> _THE PROBLEM_: Search the data for the string "DedupPolicy" and extract every line where it appears.

> _DATA PROVIDED_:
//! Server configuration.
//!
//! Sources, lowest precedence first: built-in defaults, a TOML file,
//! environment variables, then command-line flags (applied by the binary).

use std::path::{Path, PathBuf};

use beebo_llm::LlmConfig;
use beebo_memory::{EmbeddingConfig, FeedConfig, MemoryConfig};
use serde::{Deserialize, Serialize};
use tracing::warn;

#[derive(Debug, Clone, Default, Serialize, Deserialize)]
pub struct ServerConfig {
    #[serde(default)]
    pub server: ServerSection,

    #[serde(default)]
    pub memory: MemoryConfig,

    #[serde(default)]
    pub embedding: EmbeddingConfig,

    #[serde(default)]
    pub summary: SummaryConfig,

    #[serde(default)]
    pub stream: FeedConfig,
}

#[derive(Debug, Clone, Serialize, Deserialize)]
pub struct ServerSection {
    #[serde(default = "default_bind")]
    pub bind: String,

    #[serde(default = "default_port")]
    pub port: u16,

    /// Shared secret for every route except /ping, /version and /healthz
    #[serde(default, skip_serializing)]
    pub token: Option<String>,

    /// Allowed CORS origins; empty allows any
    #[serde(default)]
    pub cors_origins: Vec<String>,

    #[serde(default = "default_max_body_bytes")]
    pub max_body_bytes: usize,
}

fn default_bind() -> String {
    "127.0.0.1".into()
}

fn default_port() -> u16 {
    3000
}

fn default_max_body_bytes() -> usize {
    64 * 1024
}

impl Default for ServerSection {
    fn default() -> Self {
        Self {
            bind: default_bind(),
            port: default_port(),
            token: None,
            cors_origins: Vec::new(),
            max_body_bytes: default_max_body_bytes(),
        }
    }
}

/// Digest generation for stream subscribers.
#[derive(Debug, Clone, Serialize, Deserialize)]
pub struct SummaryConfig {
    /// Digests are only attempted when enabled and an API key resolves
    #[serde(default = "default_summary_enabled")]
    pub enabled: bool,

    #[serde(default = "default_summary_max_tokens")]
    pub max_tokens: u32,

    #[serde(default)]
    pub llm: LlmConfig,
}

fn default_summary_enabled() -> bool {
    true
}

fn default_summary_max_tokens() -> u32 {
    200
}

impl Default for SummaryConfig {
    fn default() -> Self {
        Self {
            enabled: default_summary_enabled(),
            max_tokens: default_summary_max_tokens(),
            llm: LlmConfig::default(),
        }
    }
}

impl ServerConfig {
    /// Load configuration from a TOML file.
    ///
    /// On Unix the file is rejected if it is world-writable, or world-readable
    /// while holding a secret.
    pub fn from_file(path: impl AsRef<Path>) -> anyhow::Result<Self> {
        let path = path.as_ref();

        #[cfg(unix)]
        validate_config_file_permissions(path)?;

        let content = std::fs::read_to_string(path)?;
        let config: Self = toml::from_str(&content)?;

        if config.summary.llm.api_key.is_some() || config.embedding.api_key.is_some() {
            warn!(
                "API key found in config file '{}'. Prefer the OPENAI_API_KEY environment variable.",
                path.display()
            );
        }

        Ok(config)
    }

    /// Apply environment overrides from the process environment.
    pub fn apply_env(&mut self) {
        self.apply_env_from(|key| std::env::var(key).ok());
    }

    /// Apply environment overrides from `lookup`. Empty values are ignored.
    pub fn apply_env_from(&mut self, lookup: impl Fn(&str) -> Option<String>) {
        let get = |key: &str| lookup(key).filter(|v| !v.trim().is_empty());

        if let Some(token) = get("BEEBO_TOKEN").or_else(|| get("MCP_BRIDGE_TOKEN")) {
            self.server.token = Some(token);
        }
        if let Some(path) = get("BEEBO_DB_PATH") {
            self.memory.db_path = PathBuf::from(path);
        }
        if let Some(bind) = get("BEEBO_BIND_ADDR") {
            self.server.bind = bind;
        }
        if let Some(port) = get("PORT") {
            match port.parse() {
                Ok(port) => self.server.port = port,
                Err(_) => warn!(value = %port, "Ignoring invalid PORT"),
            }
        }
        if let Some(tz) = get("BEEBO_TIMEZONE") {
            self.memory.timezone = tz;
        }
        if let Some(origins) = get("BEEBO_CORS_ORIGINS") {
            self.server.cors_origins = origins
                .split(',')
                .map(|o| o.trim().to_string())
                .filter(|o| !o.is_empty())
                .collect();
        }
        if let Some(key) = get("OPENAI_API_KEY") {
            self.summary.llm.api_key.get_or_insert_with(|| key.clone());
            self.embedding.api_key.get_or_insert(key);
        }
    }

    pub fn validate(&self) -> anyhow::Result<()> {
        self.memory.validate()?;
        if self.server.max_body_bytes == 0 {
            anyhow::bail!("server.max_body_bytes must be positive");
        }
        if self.server.token.as_deref().is_some_and(|t| t.trim().is_empty()) {
            anyhow::bail!("server.token must not be blank");
        }
        Ok(())
    }
}

#[cfg(unix)]
fn validate_config_file_permissions(path: &Path) -> anyhow::Result<()> {
    use std::os::unix::fs::PermissionsExt;

    let metadata = std::fs::metadata(path)
        .map_err(|e| anyhow::anyhow!("Failed to read config file '{}': {}", path.display(), e))?;

    if !metadata.is_file() {
        anyhow::bail!("Config path '{}' is not a regular file.", path.display());
    }

    let permission_bits = metadata.permissions().mode() & 0o777;

    if permission_bits & 0o002 != 0 {
        anyhow::bail!(
            "Config file '{}' is world-writable (mode {:04o}). Fix with: chmod o-w {}",
            path.display(),
            permission_bits,
            path.display()
        );
    }

    let content = std::fs::read_to_string(path).unwrap_or_default();
    let has_secret = content.lines().any(|line| {
        let line = line.trim_start();
        line.starts_with("api_key") || line.starts_with("token")
    });

    if has_secret && permission_bits & 0o004 != 0 {
        anyhow::bail!(
            "Config file '{}' contains a secret but is world-readable (mode {:04o}). Fix with: chmod 600 {}",
            path.display(),
            permission_bits,
            path.display()
        );
    }

    Ok(())
}

#[cfg(test)]
mod tests {
    use super::*;
    use beebo_memory::DedupPolicy;
    use std::collections::HashMap;

    #[test]
    fn defaults_from_empty_toml() {
        let config: ServerConfig = toml::from_str("").unwrap();
        assert_eq!(config.server.port, 3000);
        assert_eq!(config.server.bind, "127.0.0.1");
        assert!(config.server.token.is_none());
        assert_eq!(config.memory.dedup_policy, DedupPolicy::Upsert);
        assert_eq!(config.stream.default_limit, 50);
        assert_eq!(config.summary.llm.model, "gpt-4.1");
        assert!(config.validate().is_ok());
    }

    #[test]
    fn parses_sections() {
        let config: ServerConfig = toml::from_str(
            r#"
            [server]
            port = 9000
            token = "s3cret"

            [memory]
            db_path = "/var/lib/beebo/memories.db"
            dedup_policy = "reject"
            semantic_threshold = 0.85
            timezone = "Europe/Berlin"

            [embedding]
            provider = "none"

            [stream]
            interval_ms = 5000
            resummarize_on_change = true
            "#,
        )
        .unwrap();

        assert_eq!(config.server.port, 9000);
        assert_eq!(config.server.token.as_deref(), Some("s3cret"));
        assert_eq!(config.memory.dedup_policy, DedupPolicy::Reject);
        assert_eq!(config.memory.timezone, "Europe/Berlin");
        assert_eq!(config.embedding.provider, "none");
        assert!(config.stream.resummarize_on_change);
        assert!(config.validate().is_ok());
    }

    #[test]
    fn env_overrides() {
        let env: HashMap<&str, &str> = HashMap::from([
            ("MCP_BRIDGE_TOKEN", "legacy"),
            ("PORT", "10000"),
            ("BEEBO_DB_PATH", "/tmp/beebo.db"),
            ("BEEBO_TIMEZONE", "America/New_York"),
            ("OPENAI_API_KEY", "sk-test"),
            ("BEEBO_BIND_ADDR", ""),
        ]);
        let mut config = ServerConfig::default();
        config.apply_env_from(|k| env.get(k).map(|v| v.to_string()));

        assert_eq!(config.server.token.as_deref(), Some("legacy"));
        assert_eq!(config.server.port, 10000);
        assert_eq!(config.server.bind, "127.0.0.1");
        assert_eq!(config.memory.db_path, PathBuf::from("/tmp/beebo.db"));
        assert_eq!(config.memory.timezone, "America/New_York");
        assert_eq!(config.summary.llm.api_key.as_deref(), Some("sk-test"));
        assert_eq!(config.embedding.api_key.as_deref(), Some("sk-test"));
    }

    #[test]
    fn beebo_token_wins_over_legacy_name() {
        let mut config = ServerConfig::default();
        config.apply_env_from(|k| match k {
            "BEEBO_TOKEN" => Some("primary".into()),
            "MCP_BRIDGE_TOKEN" => Some("legacy".into()),
            _ => None,
        });
        assert_eq!(config.server.token.as_deref(), Some("primary"));
    }

    #[test]
    fn invalid_port_is_ignored() {
        let mut config = ServerConfig::default();
        config.apply_env_from(|k| (k == "PORT").then(|| "eighty".to_string()));
        assert_eq!(config.server.port, 3000);
    }

    #[cfg(unix)]
    #[test]
    fn rejects_world_writable_file() {
        use std::os::unix::fs::PermissionsExt;

        let dir = tempfile::TempDir::new().unwrap();
        let path = dir.path().join("beebo.toml");
        std::fs::write(&path, "[server]\nport = 3001\n").unwrap();

        std::fs::set_permissions(&path, std::fs::Permissions::from_mode(0o666)).unwrap();
        assert!(ServerConfig::from_file(&path).is_err());

        std::fs::set_permissions(&path, std::fs::Permissions::from_mode(0o644)).unwrap();
        assert_eq!(ServerConfig::from_file(&path).unwrap().server.port, 3001);
    }

    #[cfg(unix)]
    #[test]
    fn rejects_world_readable_secret() {
        use std::os::unix::fs::PermissionsExt;

        let dir = tempfile::TempDir::new().unwrap();
        let path = dir.path().join("beebo.toml");
        std::fs::write(&path, "[server]\ntoken = \"hunter2\"\n").unwrap();

        std::fs::set_permissions(&path, std::fs::Permissions::from_mode(0o644)).unwrap();
        assert!(ServerConfig::from_file(&path).is_err());

        std::fs::set_permissions(&path, std::fs::Permissions::from_mode(0o600)).unwrap();
        assert!(ServerConfig::from_file(&path).is_ok());
    }
}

> _TASK SOLUTION_:
    use beebo_memory::DedupPolicy;
        assert_eq!(config.memory.dedup_policy, DedupPolicy::Upsert);
        assert_eq!(config.memory.dedup_policy, DedupPolicy::Reject);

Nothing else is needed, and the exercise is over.